Weil, bei aller Verteufelung von prinzipiell mit Gewalt und Herrschaft verbundener (männlicher) Sexualität, einvernehmliche Sexualität ja ausnahmsweise erlaubt sein muss, wurde postuliert, dass es keine einvernehmliche Sexualität mit Kindern geben kann.

Einer der Mitstreiter von Alice Schwarzer war der Soziologe und Sexualwissenschaftler Günter Amendt, der 1980 für die Zeitschrift konkret einen längeren Beitrag zur Pädophilie-Diskussion beisteuerte.

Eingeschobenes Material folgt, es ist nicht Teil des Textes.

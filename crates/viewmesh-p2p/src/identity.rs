//! Node identity keys.
//!
//! A node's identity is an ed25519 secret key; the derived public key is
//! the node's identifier on the overlay. Keys come from one of two
//! sources: a key already held in memory, or a file written by
//! out-of-band tooling.

use std::path::PathBuf;

use iroh::SecretKey;

use crate::error::Error;

/// Where a node's identity key comes from.
#[derive(Debug, Clone)]
pub enum KeySource {
    /// A key already held in memory.
    Static(SecretKey),
    /// A file containing exactly 32 raw key bytes.
    File(PathBuf),
}

impl KeySource {
    /// A fresh random in-memory key, for ephemeral nodes and tests.
    pub fn generate() -> Self {
        Self::Static(SecretKey::generate(&mut rand::rng()))
    }

    /// Resolve the source into a usable secret key.
    pub fn resolve(&self) -> Result<SecretKey, Error> {
        match self {
            Self::Static(key) => Ok(key.clone()),
            Self::File(path) => {
                let bytes = std::fs::read(path)
                    .map_err(|e| Error::Key(format!("reading {}: {e}", path.display())))?;
                let raw: [u8; 32] = bytes.as_slice().try_into().map_err(|_| {
                    Error::Key(format!(
                        "{} holds {} bytes, expected 32",
                        path.display(),
                        bytes.len()
                    ))
                })?;
                Ok(SecretKey::from_bytes(&raw))
            }
        }
    }
}

#[cfg(test)]
mod tests {
    use super::*;

    #[test]
    fn static_key_resolves_deterministically() {
        let source = KeySource::generate();
        let first = source.resolve().expect("resolve");
        let second = source.resolve().expect("resolve");
        assert_eq!(first.public(), second.public());
        assert!(!first.public().to_string().is_empty());
    }

    #[test]
    fn distinct_generated_keys() {
        let a = KeySource::generate().resolve().expect("resolve");
        let b = KeySource::generate().resolve().expect("resolve");
        assert_ne!(a.public(), b.public());
    }

    #[test]
    fn file_key_round_trips() {
        let key = SecretKey::generate(&mut rand::rng());
        let dir = tempfile::tempdir().expect("tempdir");
        let path = dir.path().join("node.key");
        std::fs::write(&path, key.to_bytes()).expect("write key");

        let resolved = KeySource::File(path).resolve().expect("resolve");
        assert_eq!(resolved.public(), key.public());
    }

    #[test]
    fn file_key_wrong_length_is_key_error() {
        let dir = tempfile::tempdir().expect("tempdir");
        let path = dir.path().join("short.key");
        std::fs::write(&path, [0u8; 7]).expect("write key");

        let err = KeySource::File(path).resolve().unwrap_err();
        assert!(matches!(err, Error::Key(_)));
    }

    #[test]
    fn missing_file_is_key_error() {
        let err = KeySource::File(PathBuf::from("/nonexistent/node.key"))
            .resolve()
            .unwrap_err();
        assert!(matches!(err, Error::Key(_)));
    }
}
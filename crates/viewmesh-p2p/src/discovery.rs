//! Rendezvous-based peer discovery.
//!
//! The overlay's routing/DHT internals are an external capability,
//! consumed through exactly two operations: advertise at a rendezvous
//! topic, and find the peers currently advertised there. The discovery
//! engine runs a perpetual advertise → search → sleep loop that feeds
//! the peer table until it is cancelled.

use std::collections::HashMap;
use std::sync::{Arc, Mutex};
use std::time::Duration;

use async_trait::async_trait;
use iroh::EndpointAddr;
use tokio::sync::mpsc;
use tokio_util::sync::CancellationToken;
use tracing::{debug, warn};

use crate::error::Error;

/// A peer sighted at the rendezvous point.
#[derive(Debug, Clone)]
pub struct PeerRecord {
    pub peer_id: String,
    pub addr: EndpointAddr,
}

/// Advertise/find capability provided by the surrounding platform.
#[async_trait]
pub trait Rendezvous: Send + Sync + std::fmt::Debug + 'static {
    /// Announce `record` at the shared rendezvous `topic`.
    async fn advertise(&self, topic: &str, record: PeerRecord) -> Result<(), Error>;

    /// Lazy sequence of the peers currently advertised at `topic`.
    async fn find_peers(&self, topic: &str) -> Result<mpsc::Receiver<PeerRecord>, Error>;
}

/// In-process rendezvous point. Nodes sharing one instance (same-process
/// clusters, tests) find each other through it.
#[derive(Debug, Default)]
pub struct MemoryRendezvous {
    topics: Mutex<HashMap<String, Vec<PeerRecord>>>,
}

impl MemoryRendezvous {
    pub fn new() -> Self {
        Self::default()
    }
}

#[async_trait]
impl Rendezvous for MemoryRendezvous {
    async fn advertise(&self, topic: &str, record: PeerRecord) -> Result<(), Error> {
        let mut topics = self.topics.lock().unwrap();
        let entries = topics.entry(topic.to_string()).or_default();
        if let Some(existing) = entries.iter_mut().find(|r| r.peer_id == record.peer_id) {
            existing.addr = record.addr;
        } else {
            entries.push(record);
        }
        Ok(())
    }

    async fn find_peers(&self, topic: &str) -> Result<mpsc::Receiver<PeerRecord>, Error> {
        let records = self
            .topics
            .lock()
            .unwrap()
            .get(topic)
            .cloned()
            .unwrap_or_default();
        let (tx, rx) = mpsc::channel(records.len().max(1));
        tokio::spawn(async move {
            for record in records {
                if tx.send(record).await.is_err() {
                    break;
                }
            }
        });
        Ok(rx)
    }
}

// ---------------------------------------------------------------------------
// Peer table
// ---------------------------------------------------------------------------

/// Known peers, keyed by peer identifier. First discovery wins; records
/// are never refreshed or expired by this layer. Never contains the
/// owning node's own identifier.
#[derive(Debug, Default)]
pub struct PeerTable {
    inner: Mutex<HashMap<String, PeerRecord>>,
}

impl PeerTable {
    pub fn new() -> Self {
        Self::default()
    }

    /// Insert `record` unless the peer is already known. Returns whether
    /// the record was inserted.
    pub fn insert_if_absent(&self, record: PeerRecord) -> bool {
        let mut inner = self.inner.lock().unwrap();
        if inner.contains_key(&record.peer_id) {
            return false;
        }
        inner.insert(record.peer_id.clone(), record);
        true
    }

    pub fn contains(&self, peer_id: &str) -> bool {
        self.inner.lock().unwrap().contains_key(peer_id)
    }

    pub fn get(&self, peer_id: &str) -> Option<PeerRecord> {
        self.inner.lock().unwrap().get(peer_id).cloned()
    }

    pub fn snapshot(&self) -> Vec<PeerRecord> {
        self.inner.lock().unwrap().values().cloned().collect()
    }

    pub fn len(&self) -> usize {
        self.inner.lock().unwrap().len()
    }

    pub fn is_empty(&self) -> bool {
        self.len() == 0
    }
}

// ---------------------------------------------------------------------------
// Discovery engine
// ---------------------------------------------------------------------------

/// Tuning for the discovery loop. The sleep between cycles is broken
/// into `polls_per_cycle` sub-intervals of `poll_interval`, with the
/// cancellation token checked between each, so shutdown latency is
/// bounded by one full cycle.
#[derive(Debug, Clone)]
pub struct DiscoveryConfig {
    /// Shared rendezvous topic peers use to find one another.
    pub topic: String,
    pub poll_interval: Duration,
    pub polls_per_cycle: u32,
}

impl Default for DiscoveryConfig {
    fn default() -> Self {
        Self {
            topic: "viewmesh-rendezvous".to_string(),
            poll_interval: Duration::from_millis(500),
            polls_per_cycle: 4,
        }
    }
}

impl DiscoveryConfig {
    /// Worst-case shutdown latency of the loop.
    pub fn cycle(&self) -> Duration {
        self.poll_interval * self.polls_per_cycle
    }
}

/// The advertise → search → sleep loop feeding one node's peer table.
pub(crate) struct DiscoveryEngine {
    pub rendezvous: Arc<dyn Rendezvous>,
    pub config: DiscoveryConfig,
    pub self_id: String,
    pub self_record: PeerRecord,
    pub peers: Arc<PeerTable>,
    pub cancel: CancellationToken,
}

impl DiscoveryEngine {
    /// Announce once. With `strict` the failure propagates (used at
    /// startup when the caller wants a hard failure); otherwise it is
    /// logged and swallowed.
    pub(crate) async fn advertise_once(&self, strict: bool) -> Result<(), Error> {
        match self
            .rendezvous
            .advertise(&self.config.topic, self.self_record.clone())
            .await
        {
            Ok(()) => Ok(()),
            Err(e) if strict => Err(Error::Advertise(e.to_string())),
            Err(e) => {
                warn!("rendezvous advertise failed: {e}");
                Ok(())
            }
        }
    }

    /// Perpetual loop. Terminates only on cancellation and cannot be
    /// restarted afterwards.
    pub(crate) async fn run(self) {
        loop {
            // Advertise: non-fatal in steady state.
            let _ = self.advertise_once(false).await;

            // Search: skip self, first discovery wins.
            match self.rendezvous.find_peers(&self.config.topic).await {
                Ok(mut found) => {
                    while let Some(record) = found.recv().await {
                        if record.peer_id == self.self_id {
                            continue;
                        }
                        if self.peers.insert_if_absent(record.clone()) {
                            debug!(peer = %record.peer_id, "discovered peer");
                        }
                    }
                }
                Err(e) => warn!("rendezvous search failed: {e}"),
            }

            // Sleep in sub-intervals, observing cancellation between each.
            for _ in 0..self.config.polls_per_cycle {
                tokio::select! {
                    _ = self.cancel.cancelled() => {
                        debug!("discovery loop stopped");
                        return;
                    }
                    _ = tokio::time::sleep(self.config.poll_interval) => {}
                }
            }
        }
    }
}

#[cfg(test)]
mod tests {
    use super::*;
    use iroh::SecretKey;

    fn record(id: &str) -> PeerRecord {
        let key = SecretKey::generate(&mut rand::rng());
        PeerRecord {
            peer_id: id.to_string(),
            addr: EndpointAddr::from(key.public()),
        }
    }

    #[derive(Debug)]
    struct FailingRendezvous;

    #[async_trait]
    impl Rendezvous for FailingRendezvous {
        async fn advertise(&self, _topic: &str, _record: PeerRecord) -> Result<(), Error> {
            Err(Error::Advertise("rendezvous unreachable".into()))
        }

        async fn find_peers(&self, _topic: &str) -> Result<mpsc::Receiver<PeerRecord>, Error> {
            Err(Error::Discovery("rendezvous unreachable".into()))
        }
    }

    fn engine(rendezvous: Arc<dyn Rendezvous>, config: DiscoveryConfig) -> DiscoveryEngine {
        DiscoveryEngine {
            rendezvous,
            config,
            self_id: "self".to_string(),
            self_record: record("self"),
            peers: Arc::new(PeerTable::new()),
            cancel: CancellationToken::new(),
        }
    }

    #[test]
    fn first_discovery_wins() {
        let table = PeerTable::new();
        let first = record("peer-1");
        let first_addr = first.addr.clone();

        assert!(table.insert_if_absent(first));
        assert!(!table.insert_if_absent(record("peer-1")));

        assert_eq!(table.len(), 1);
        assert_eq!(table.get("peer-1").unwrap().addr, first_addr);
    }

    #[tokio::test]
    async fn memory_rendezvous_advertise_and_find() {
        let rendezvous = MemoryRendezvous::new();
        rendezvous.advertise("topic", record("a")).await.unwrap();
        rendezvous.advertise("topic", record("b")).await.unwrap();
        rendezvous.advertise("other", record("c")).await.unwrap();

        let mut found = rendezvous.find_peers("topic").await.unwrap();
        let mut ids = Vec::new();
        while let Some(r) = found.recv().await {
            ids.push(r.peer_id);
        }
        ids.sort();
        assert_eq!(ids, vec!["a", "b"]);
    }

    #[tokio::test]
    async fn strict_first_advertise_propagates() {
        let engine = engine(Arc::new(FailingRendezvous), DiscoveryConfig::default());
        let err = engine.advertise_once(true).await.unwrap_err();
        assert!(matches!(err, Error::Advertise(_)));
    }

    #[tokio::test]
    async fn non_strict_advertise_is_swallowed() {
        let engine = engine(Arc::new(FailingRendezvous), DiscoveryConfig::default());
        assert!(engine.advertise_once(false).await.is_ok());
    }

    #[tokio::test]
    async fn loop_fills_peer_table_and_skips_self() {
        let rendezvous = Arc::new(MemoryRendezvous::new());
        let config = DiscoveryConfig {
            poll_interval: Duration::from_millis(10),
            ..DiscoveryConfig::default()
        };
        rendezvous
            .advertise(&config.topic, record("other"))
            .await
            .unwrap();

        let engine = engine(rendezvous, config.clone());
        let peers = engine.peers.clone();
        let cancel = engine.cancel.clone();
        let task = tokio::spawn(engine.run());

        tokio::time::sleep(config.cycle()).await;
        assert!(peers.contains("other"));
        assert!(!peers.contains("self"));

        cancel.cancel();
        tokio::time::timeout(config.cycle() * 2, task)
            .await
            .expect("loop exits within one cycle")
            .expect("loop task");
    }

    #[tokio::test]
    async fn search_errors_do_not_kill_the_loop() {
        let config = DiscoveryConfig {
            poll_interval: Duration::from_millis(5),
            ..DiscoveryConfig::default()
        };
        let engine = engine(Arc::new(FailingRendezvous), config.clone());
        let cancel = engine.cancel.clone();
        let task = tokio::spawn(engine.run());

        // Several failing cycles later the loop is still alive.
        tokio::time::sleep(config.cycle() * 3).await;
        assert!(!task.is_finished());

        cancel.cancel();
        tokio::time::timeout(config.cycle() * 2, task)
            .await
            .expect("loop exits within one cycle")
            .expect("loop task");
    }
}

(…) Es geht hier um eine politische Diskussion, die geradezu verblüffend unpolitisch geführt wird. Verblüffend, weit man bei flüchtigem Hinhören von der politischen Begrifflichkeit und der politischen Tradition dieser Begriffe beeindruckt und vielleicht sogar beruhigt sein mag: »Emanzipation«. »Befreiung von« und »Recht auf« – das scheinen nicht nur Worte sondern Sprachinhaltezu sein, für die einzutreten viele bereit sind. Mehr jedenfalls, als den Vertretern der herrschenden Moral lieb sein könnte. Doch Assoziationen, die sich einstellen, lassen sich kaum noch auf einen politischen Nenner bringen und schon gar nicht in eine Tradition einordnen, die das Thema Sexualität einmal politisch wieder aufgenommen hat, und dabei von Anfang an Herrschaft, die Sexualität unter den gegebenen Umständen innewohnt, einbezog als untrennbar zum Thema gehörig.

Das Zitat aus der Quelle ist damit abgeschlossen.